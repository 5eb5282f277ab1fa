//! Diagnostic logging setup.

use tracing_subscriber::EnvFilter;

/// Environment variable that overrides the configured filter.
pub const LOG_ENV: &str = "STATUSFLOW_LOG";

/// Installs a stderr `fmt` subscriber. `STATUSFLOW_LOG` wins over `level`.
///
/// Calling it again after a subscriber is installed does nothing.
pub fn init(level: &str) {
    let filter = EnvFilter::try_from_env(LOG_ENV)
        .or_else(|_| EnvFilter::try_new(level))
        .unwrap_or_else(|_| EnvFilter::new("warn"));

    let _ = tracing_subscriber::fmt()
        .with_env_filter(filter)
        .with_target(false)
        .with_writer(std::io::stderr)
        .try_init();
}

#[cfg(test)]
mod tests {
    use super::*;

    #[test]
    fn test_init_is_idempotent() {
        init("debug");
        init("not a level [");
        tracing::debug!("still logging");
    }
}
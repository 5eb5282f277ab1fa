//! Handler for the `items` command.

use super::Workspace;
use anyhow::Result;
use colored::Colorize;
use statusflow::engine::db::Db;
use statusflow::engine::repo::ItemRepo;

/// Lists all items in the workspace scope.
///
/// # Errors
/// Returns error if database query fails.
pub fn handle(ws: &Workspace) -> Result<()> {
    let conn = Db::connect(&ws.root)?;
    let items = ItemRepo::new(&conn).list(Some(&ws.scope))?;

    println!("{} Items in '{}':", "📋".cyan(), ws.scope);
    for item in items {
        println!(
            "   {} [{}] {}",
            item.label(),
            item.status_name().blue(),
            item.workflow
                .as_ref()
                .map_or("no workflow", |w| w.name.as_str())
                .dimmed()
        );
    }
    Ok(())
}
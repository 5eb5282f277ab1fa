//! Core engine modules for statusflow.

pub mod action;
pub mod board;
pub mod db;
pub mod error;
pub mod graph;
pub mod order;
pub mod ports;
pub mod repo;
pub mod resolver;
pub mod transition;
pub mod types;

#[cfg(test)]
mod property_tests;
#[cfg(test)]
mod testing;
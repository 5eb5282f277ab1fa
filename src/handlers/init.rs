//! Handler for the `init` command.

use super::Workspace;
use anyhow::Result;
use colored::Colorize;
use statusflow::config::Config;
use statusflow::engine::db::Db;

/// Initializes the statusflow store and writes a default config.
///
/// # Errors
/// Returns error if database initialization or the config write fails.
pub fn handle(ws: &Workspace) -> Result<()> {
    let db_path = Db::init(&ws.root)?;
    if !Config::path(&ws.root).exists() {
        Config::default().save(&ws.root)?;
    }
    println!("{} Initialized {}", "✓".green(), db_path.display());
    Ok(())
}
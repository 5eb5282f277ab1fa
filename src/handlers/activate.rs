//! Handler for the `activate` and `deactivate` commands.

use super::Workspace;
use anyhow::Result;
use colored::Colorize;
use statusflow::engine::db::Db;
use statusflow::engine::repo::StatusRepo;
use statusflow::engine::resolver::Resolver;

/// Flags a status active or inactive. Inactive statuses stay in workflows
/// and fallback lists; only listings mark them.
///
/// # Errors
/// Returns error if the status does not resolve exactly.
pub fn handle(ws: &Workspace, status: &str, active: bool) -> Result<()> {
    let conn = Db::connect(&ws.root)?;
    let status = Resolver::strict(&conn, &ws.scope).status(status)?.value;
    StatusRepo::new(&conn).set_active(status.id, active)?;

    let state = if active { "active" } else { "inactive" };
    println!("{} {} is now {}", "✓".green(), status.name.yellow(), state);
    Ok(())
}
//! Handler for the `statuses` command.

use super::Workspace;
use anyhow::Result;
use colored::Colorize;
use statusflow::engine::db::Db;
use statusflow::engine::repo::StatusRepo;

/// Lists the statuses of the workspace scope in sort order.
///
/// # Errors
/// Returns error if database query fails.
pub fn handle(ws: &Workspace, json: bool) -> Result<()> {
    let conn = Db::connect(&ws.root)?;
    let statuses = StatusRepo::new(&conn).list(&ws.scope)?;

    if json {
        println!("{}", serde_json::to_string_pretty(&statuses)?);
        return Ok(());
    }

    println!("{} Statuses in '{}':", "📋".cyan(), ws.scope);
    if statuses.is_empty() {
        println!("   (none defined)");
    }
    for status in statuses {
        let mut flags = Vec::new();
        if status.is_final {
            flags.push("final");
        }
        if !status.is_active {
            flags.push("inactive");
        }
        println!(
            "   [{}] {} {}{}",
            status.id.to_string().blue(),
            status.name,
            status.color.dimmed(),
            if flags.is_empty() {
                String::new()
            } else {
                format!(" ({})", flags.join(", ")).dimmed().to_string()
            }
        );
    }
    Ok(())
}
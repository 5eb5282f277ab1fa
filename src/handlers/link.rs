//! Handlers for the `link` and `unlink` commands.

use super::Workspace;
use anyhow::{bail, Result};
use colored::Colorize;
use statusflow::engine::db::Db;
use statusflow::engine::graph::WorkflowGraph;
use statusflow::engine::repo::WorkflowRepo;
use statusflow::engine::resolver::Resolver;

/// Adds a transition `from -> to` (an entry edge without `from`).
///
/// # Errors
/// Returns error if a reference does not resolve, or the edge is a
/// self-loop or a duplicate.
pub fn link(
    ws: &Workspace,
    workflow: &str,
    from: Option<&str>,
    to: &str,
    initial: bool,
    sequence: Option<i64>,
) -> Result<()> {
    let mut conn = Db::connect(&ws.root)?;
    let tx = conn.transaction()?;

    let resolver = Resolver::strict(&tx, &ws.scope);
    let workflow = resolver.workflow(workflow)?.value;
    let from = from.map(|f| resolver.status(f)).transpose()?.map(|r| r.value);
    let to = resolver.status(to)?.value;

    let repo = WorkflowRepo::new(&tx);
    let relation = repo.add_transition(&workflow, from.as_ref(), &to, initial, sequence)?;
    let relations = repo.relations(workflow.id)?;
    let graph = WorkflowGraph::from_relations(relations, ws.config.relation_order);
    tx.commit()?;

    println!("{} {}: {}", "✓".green(), workflow.name.yellow(), relation);
    let issues = graph.audit();
    if !issues.is_empty() {
        println!(
            "   {} {} open issue(s); run `statusflow check {}`",
            "ℹ".cyan(),
            issues.len(),
            workflow.name
        );
    }
    Ok(())
}

/// Removes the transition `from -> to`.
///
/// # Errors
/// Returns error if a reference does not resolve or no such edge exists.
pub fn unlink(ws: &Workspace, workflow: &str, from: Option<&str>, to: &str) -> Result<()> {
    let conn = Db::connect(&ws.root)?;
    let resolver = Resolver::strict(&conn, &ws.scope);
    let workflow = resolver.workflow(workflow)?.value;
    let from = from.map(|f| resolver.status(f)).transpose()?.map(|r| r.value);
    let to = resolver.status(to)?.value;

    let removed = WorkflowRepo::new(&conn).remove_transition(workflow.id, from.as_ref(), &to)?;
    if removed == 0 {
        bail!(
            "No transition {} -> {} in workflow '{}'",
            from.as_ref().map_or("(entry)", |f| f.name.as_str()),
            to.name,
            workflow.name
        );
    }
    println!(
        "{} Removed {} -> {} from {}",
        "✓".green(),
        from.as_ref().map_or("(entry)", |f| f.name.as_str()),
        to.name,
        workflow.name.yellow()
    );
    Ok(())
}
++++++++++++++++++++
• **TASK TO COMPLETE**: The expected answer is every line in the data above that carries the string "bool".

• **RESULT BELOW**:
pub fn handle(ws: &Workspace, status: &str, active: bool) -> Result<()> {
pub fn handle(ws: &Workspace, json: bool) -> Result<()> {
    initial: bool,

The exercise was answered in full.